Pour Francesco Fragnelli, 58 ans, les performances hygrothermiques des trulli tiennent en grande partie à l'épaisseur de leurs murs, qui peuvent atteindre entre 1,5 et trois mètres de profondeur.

En été, le calcaire relâche lentement l’humidité accumulée durant l'hiver, tandis que l’air chaud monte dans le toit conique, rafraîchissant ainsi l’espace situé en dessous.

- Restaurants et résidences secondaires -

Mais au fil des siècles, ces structures érigées pour servir d’abris et d’entrepôts sont tombées en ruine.

Peu d’ouvriers ont transmis les savoir-faire nécessaires pour réparer les cônes de dalles calcaires en encorbellement. Les citernes intérieures pour recueillir l’eau de pluie se sont asséchées.

Lorsque Francesco Fragnelli a commencé son apprentissage auprès d’un cousin en 1983, "le béton était à la mode. Le trullo représentait une époque révolue, une époque de souffrances, une époque de faim", se remémore-t-il.

Aujourd’hui, il travaille avec son frère et son neveu sur des trulli achetés par des Italiens et des étrangers comme résidences de vacances, à la campagne ou dans des villes telles qu’Alberobello, classée au patrimoine mondial de l’Unesco.

Ces cabanes en pierre ne servent pas uniquement d'habitations: le chef Domenico Laera possède un restaurant à l’intérieur d'un trullo d'Alberobello, une expérience qu’il décrit comme "magique".

"Pour manger, (on ressent) une fraîcheur naturelle, nous n’avons pas de climatisation", précise-t-il.

Selon Gerardo Biancofiore, responsable de l’association nationale des constructeurs (ANCE) pour la région des Pouilles, la demande de trulli a augmenté ces dernières années "et continue de croître".

Mais il met en garde contre les constructeurs qui utilisent "des compétences, des techniques et des matériaux incompatibles avec des constructions en pierre sèche" et appelle au développement de la formation pour les jeunes bâtisseurs.

- "Source d'inspiration" -

Plusieurs régions d’Italie, dont les Pouilles, ont été placées en alerte rouge cette semaine alors que l’Europe subit une vague de chaleur prolongée. Les scientifiques affirment que ce type de phénomènes météorologiques extrêmes devraient devenir plus fréquents.
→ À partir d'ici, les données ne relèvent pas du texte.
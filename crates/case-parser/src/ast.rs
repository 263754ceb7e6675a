//! The CASE syntax tree.
//!
//! The whole pipeline shares one tree shape: a [`Node`] with a closed
//! [`NodeKind`] tag, a payload string, ordered children, and a source line.
//! Each node exclusively owns its children, so dropping the root drops the
//! tree and plugin transforms can rewrite any subtree in place.

use serde::Serialize;

/// The closed set of tree node kinds.
///
/// Expected shapes (children in order):
///
/// - `Program`: any statements/declarations.
/// - `Fn` (payload: name): `[Overlay*, Params?, ReturnType?, Body]`.
/// - `Class` (payload: name): `[Extends?, Body]`; the body interleaves
///   `Access` labels with `Let` fields and `Fn` methods. `Struct` is the
///   same without `Extends`.
/// - `Extends`: `[Ident+]` base class names.
/// - `Access` (payload: `public`/`private`/`protected`): no children.
/// - `Params`: `[Param*]`; `Param` (payload: name): `[Ident]` declared kind.
/// - `ReturnType` (payload: declared type): no children.
/// - `Overlay` (payload: name): literal argument nodes, if any.
/// - `Body`: any statements.
/// - `Let` (payload: name): `[expr]`.
/// - `Assign` (payload: operator): `[target, expr]`.
/// - `If`: `[Cond?, Body, Else?]`; `Cond`: `[expr]`; `Else`: `[Body]`.
/// - `While`: `[Cond, Body]`.
/// - `Loop` (payload: raw C-style header): `[Body]`.
/// - `Switch`/`Match`: `[expr, Case*, Default?]`; `Case`: `[Pattern+, Body]`;
///   `Pattern` (payload `_` for wildcard): `[Number | Str]` otherwise;
///   `Default`: `[Body]`.
/// - `Try`: `[Body, Catch]`; `Catch` (payload: binding or empty): `[Body]`.
/// - `Throw`: `[expr]`. `Ret`: `[expr?]`. `Break`/`Continue`: no children.
/// - `Print`: `[expr]`.
/// - `Open` (payload: stream var): `[Str path, Str mode]`.
/// - `Write`/`Writeln` (payload: stream var): `[expr]`.
/// - `Read` (payload: stream var): `[Ident]`. `Close` (payload: stream var).
/// - `Input` (payload: var). `Channel` (payload: name): `[Str element type]`.
/// - `Send` (payload: channel): `[expr]`. `Recv` (payload: channel): `[Ident]`.
/// - `Sync`: no children. `Schedule` (payload: priority literal): `[Body]`.
/// - `Checkpoint`/`VBreak` (payload: label name): no children.
/// - `Mutate` (payload: var): `[expr]`.
/// - `Scale` (payload: var): `[a, b, c, d]`. `Bounds` (payload: var): `[lo, hi]`.
/// - `Splice` (payload: raw text). `Duration` (payload: unit): `[expr]`.
/// - `Derivative` (payload: wrt var or empty): `[expr]`.
/// - `Call` (payload: callee name): argument expressions.
/// - `Binary` (payload: operator): `[lhs, rhs]`. `Unary` (payload: operator):
///   `[operand]`. `Ternary`: `[cond, then, else]`.
/// - `CallExpr`: `[callee, arg*]`. `Index`: `[object, index]`.
///   `Member` (payload: member name): `[object]`.
/// - `Ident`/`Number`/`Str` (payload: name/literal text/content): leaves.
#[derive(Debug, Clone, Copy, PartialEq, Eq, Hash, Serialize)]
pub enum NodeKind {
    Program,
    Fn,
    Class,
    Struct,
    Extends,
    Access,
    Params,
    Param,
    ReturnType,
    Overlay,
    Body,
    Cond,
    Else,
    Let,
    Assign,
    If,
    While,
    Loop,
    Switch,
    Match,
    Case,
    Pattern,
    Default,
    Try,
    Catch,
    Throw,
    Break,
    Continue,
    Ret,
    Print,
    Open,
    Write,
    Writeln,
    Read,
    Close,
    Input,
    Channel,
    Send,
    Recv,
    Sync,
    Schedule,
    Checkpoint,
    VBreak,
    Mutate,
    Scale,
    Bounds,
    Splice,
    Duration,
    Derivative,
    Call,
    Binary,
    Unary,
    Ternary,
    CallExpr,
    Index,
    Member,
    Ident,
    Number,
    Str,
}

/// The universal tree element. See [`NodeKind`] for per-kind shapes.
#[derive(Debug, Clone, PartialEq, Serialize)]
pub struct Node {
    pub kind: NodeKind,
    pub payload: String,
    pub children: Vec<Node>,
    /// 1-based source line.
    pub line: u32,
}

impl Node {
    /// Create a leaf node.
    pub fn new(kind: NodeKind, payload: impl Into<String>, line: u32) -> Self {
        Self {
            kind,
            payload: payload.into(),
            children: Vec::new(),
            line,
        }
    }

    /// Create a node with children.
    pub fn with_children(
        kind: NodeKind,
        payload: impl Into<String>,
        line: u32,
        children: Vec<Node>,
    ) -> Self {
        Self {
            kind,
            payload: payload.into(),
            children,
            line,
        }
    }

    /// Append a child, returning `self` for builder-style construction.
    pub fn push(mut self, child: Node) -> Self {
        self.children.push(child);
        self
    }

    /// First child of the given kind, if any.
    pub fn child(&self, kind: NodeKind) -> Option<&Node> {
        self.children.iter().find(|c| c.kind == kind)
    }

    /// Mutable first child of the given kind, if any.
    pub fn child_mut(&mut self, kind: NodeKind) -> Option<&mut Node> {
        self.children.iter_mut().find(|c| c.kind == kind)
    }

    /// All children of the given kind.
    pub fn children_of(&self, kind: NodeKind) -> impl Iterator<Item = &Node> {
        self.children.iter().filter(move |c| c.kind == kind)
    }

    /// Whether this node is a literal leaf (`Number` or `Str`).
    pub fn is_literal(&self) -> bool {
        matches!(self.kind, NodeKind::Number | NodeKind::Str)
    }

    /// Pre-order walk over the whole subtree, including `self`.
    pub fn walk<'a>(&'a self, visit: &mut impl FnMut(&'a Node)) {
        visit(self);
        for child in &self.children {
            child.walk(visit);
        }
    }

    /// Total node count of the subtree, including `self`.
    pub fn size(&self) -> usize {
        1 + self.children.iter().map(Node::size).sum::<usize>()
    }
}

#[cfg(test)]
mod tests {
    use super::*;

    fn sample() -> Node {
        Node::with_children(
            NodeKind::Binary,
            "+",
            1,
            vec![
                Node::new(NodeKind::Number, "1", 1),
                Node::new(NodeKind::Number, "2", 1),
            ],
        )
    }

    #[test]
    fn child_lookup() {
        let tree = sample();
        assert!(tree.child(NodeKind::Number).is_some());
        assert!(tree.child(NodeKind::Str).is_none());
        assert_eq!(tree.children_of(NodeKind::Number).count(), 2);
    }

    #[test]
    fn walk_visits_preorder() {
        let tree = sample();
        let mut kinds = Vec::new();
        tree.walk(&mut |n| kinds.push(n.kind));
        assert_eq!(kinds, vec![NodeKind::Binary, NodeKind::Number, NodeKind::Number]);
    }

    #[test]
    fn size_counts_all_nodes() {
        assert_eq!(sample().size(), 3);
    }

    #[test]
    fn push_builder() {
        let n = Node::new(NodeKind::Body, "", 1).push(Node::new(NodeKind::Break, "", 2));
        assert_eq!(n.children.len(), 1);
        assert_eq!(n.children[0].kind, NodeKind::Break);
    }
}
"Avec la multiplication des vagues de chaleur, ces solutions traditionnelles (comme les trulli) deviennent une référence précieuse, capables d’inspirer des stratégies d’adaptation climatique également pour la construction contemporaine", estime M. Biancofiore.

Pour lui, le trullo représente "un exemple concret d’architecture bioclimatique", avec ses murs à double paroi et un cœur en moellons, une conception thermique que les experts espèrent reproduire avec d’autres matériaux.

Si l’intérieur de ces constructions reste frais, il faisait en revanche une chaleur torride sur le toit d’un chantier de restauration près d’Ostuni, où Giuseppe, le neveu de M. Fragnelli âgé de 19 ans, taille une dalle.

En reposant son marteau à 12H30, conformément à un arrêté régional interdisant le travail en extérieur pendant les heures les plus chaudes, Giuseppe Fragnelli juge qu’apprendre le métier de restaurateur de trulli vaut bien l'effort physique requis.

Il a commencé sa formation il y a un an et a rapidement "compris que c’était très important, que c’était quelque chose de rare". "Chaque pierre a une valeur, une signification, sa propre raison d’être… alors je suis prêt à me donner à fond."